Free markets in agriculture have not worked anywhere in the world, even in the developed countries. In the USA and Europe, there are no MSPs, no APMCs, and there are no controls on stock holdings–there are absolutely free markets, the kind of markets the Modi government is seeking to usher in India through its three agricultural reform bills. And yet, agriculture in those countries is crisis ridden. In 2018, the then Chief Economist of US Department of Agriculture, Robert Johannson, had stated, "Real farm prices, when indexed for inflation, have fallen sharply since 1960." With median farm incomes being in the negative for several years, and with farm bankruptcy growing to $425 billion, US farmers are struggling to survive. Another report in the Guardian dated 11 December 2018 says that since 2013, net farm income for US farmers has declined 50%. Median farm income for 2017 is projected to be negative $1,325. Because of the growing agricultural crisis, the suicide rate among male farmers in the USA is 1.5 times higher than the general population, and even this figure is likely to be a huge underestimate as the data collected skipped several major agricultural states (data from a study by the Centers for Disease Control and Prevention).

Consequently, agriculture in the developed countries is only surviving due to massive agricultural subsidies provided by the government. In 2018, the OECD countries, a bloc of the world's richest 37 countries, provided agricultural subsidies to the tune of $246 billion to their farmers.

Despite this global experience, and Indian experience too, the Modi government is pushing for free markets in agriculture. Defending the APMC bypass bill and other bills, the PM himself declared in a speech on September 21 that 'powerful gangs' (takatvar giroh) had come to control our agriculture who were taking advantage of our farmers' helplessness, and so these agricultural bills have been introduced to give the farmer the freedom to sell his produce to anyone anywhere in the country, on his terms, and not just in the nearby APMC mandi.

An exact repeat of the PM's speech made on 14 April four years ago. The PM's speech writer seems to have done a cut and paste job. But it was enough to send the country's media and intellectuals into a hysterical campaign in support of the new bills, that they would give free market freedom to farmers, liberate him from the clutches of the mandis, and will revolutionise agriculture.

However, the strange truth is, the majority of farmers in India are already in free markets! The total number of APMC mandis in the country is just around 18% of the number required! As per norms of National Commission on Farmers, an APMC should be available to farmers within a radius of 5 km. This would require the country to have 42,000 APMCs, but only 7,700 exist. Assuming that farmers are distributed evenly across the country, this means that only around 20% of the Indian farmers sell their produce in APMC.

Clearly, the defense given by the Prime Minister that the three agricultural bills are intended to free farmers from the clutches of APMCs and usher in free markets–is an outright lie, as the farmers are already in the clutches of free markets.
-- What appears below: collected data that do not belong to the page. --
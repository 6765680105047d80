use image::{Rgba, RgbaImage};

use crate::color::{blend_over_opaque, WHITE};

/// Background grid shown under the drawing.
///
/// The grid lives in its own buffer so it never leaks into exported images.
#[derive(Debug, Clone)]
pub struct GridLayer {
    /// Distance between lines in CSS pixels
    pub spacing: f32,
    pub color: Rgba<u8>,
    pub visible: bool,
}

impl Default for GridLayer {
    fn default() -> Self {
        Self {
            spacing: 20.0,
            color: Rgba([0xE5, 0xE7, 0xEB, 255]),
            visible: true,
        }
    }
}

impl GridLayer {
    /// Render an opaque white background with grid lines at raw resolution.
    ///
    /// `scale` is the device pixel ratio; lines stay one CSS pixel wide.
    pub fn render(&self, width: u32, height: u32, scale: f32) -> RgbaImage {
        let mut image = RgbaImage::from_pixel(width, height, WHITE);
        if !self.visible || self.spacing <= 0.0 {
            return image;
        }

        let step = self.spacing * scale;
        if step < 1.0 {
            return image;
        }
        let thickness = scale.max(1.0).round() as u32;

        let mut offset = 0.0f32;
        while offset <= width as f32 {
            let x0 = offset.round() as u32;
            for x in x0..(x0 + thickness).min(width) {
                for y in 0..height {
                    image.put_pixel(x, y, self.color);
                }
            }
            offset += step;
        }

        let mut offset = 0.0f32;
        while offset <= height as f32 {
            let y0 = offset.round() as u32;
            for y in y0..(y0 + thickness).min(height) {
                for x in 0..width {
                    image.put_pixel(x, y, self.color);
                }
            }
            offset += step;
        }

        image
    }
}

/// Composite `drawing` over an opaque `background` of the same size
pub fn composite(background: &RgbaImage, drawing: &RgbaImage) -> RgbaImage {
    let mut image = background.clone();
    for (dst, src) in image.pixels_mut().zip(drawing.pixels()) {
        if src[3] != 0 {
            *dst = blend_over_opaque(*src, *dst);
        }
    }
    image
}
Then, what is the real intention behind the government's desperation to ram the three agricultural bills through the Parliament, throwing all democratic norms to the winds, despite massive protests by the Opposition parties as well by farmers across the country? The three agricultural bills are a part of the entire gamut of neoliberal, pro-corporate, economic policies that the Modi government has sought to implement ever since it came to power in 2014. The only new development is, it is now taking advantage of the fact that people cannot protest on the streets due to the pandemic, to implement these policies at an accelerated pace. During the past few months, it has announced large scale privatisation of public sector corporations, including the railways and oil and gas corporations; it is even privatising defence equipment and the space sectors! It is allowing private sector to usurp the country's mineral wealth, including even the coal sector. The financial sector corporations, including public sector banks and insurance companies, are also being privatised–endangering the safety of lifetime savings of crore of working people. It is pushing through changes in environmental laws–that put short-term profits of big business over the interests of future generations. Several projects which threaten the environment and our precious natural resources have been cleared during the lockdown, even in protected areas, trampling upon the Forest Rights Act, which will result in massive displacement of tribal communities. BJP ruled state governments are dismantling labour laws, won by the working people after decades of struggle, so that corporations can further squeeze workers, make them work long hours at rock bottom wages. And so on….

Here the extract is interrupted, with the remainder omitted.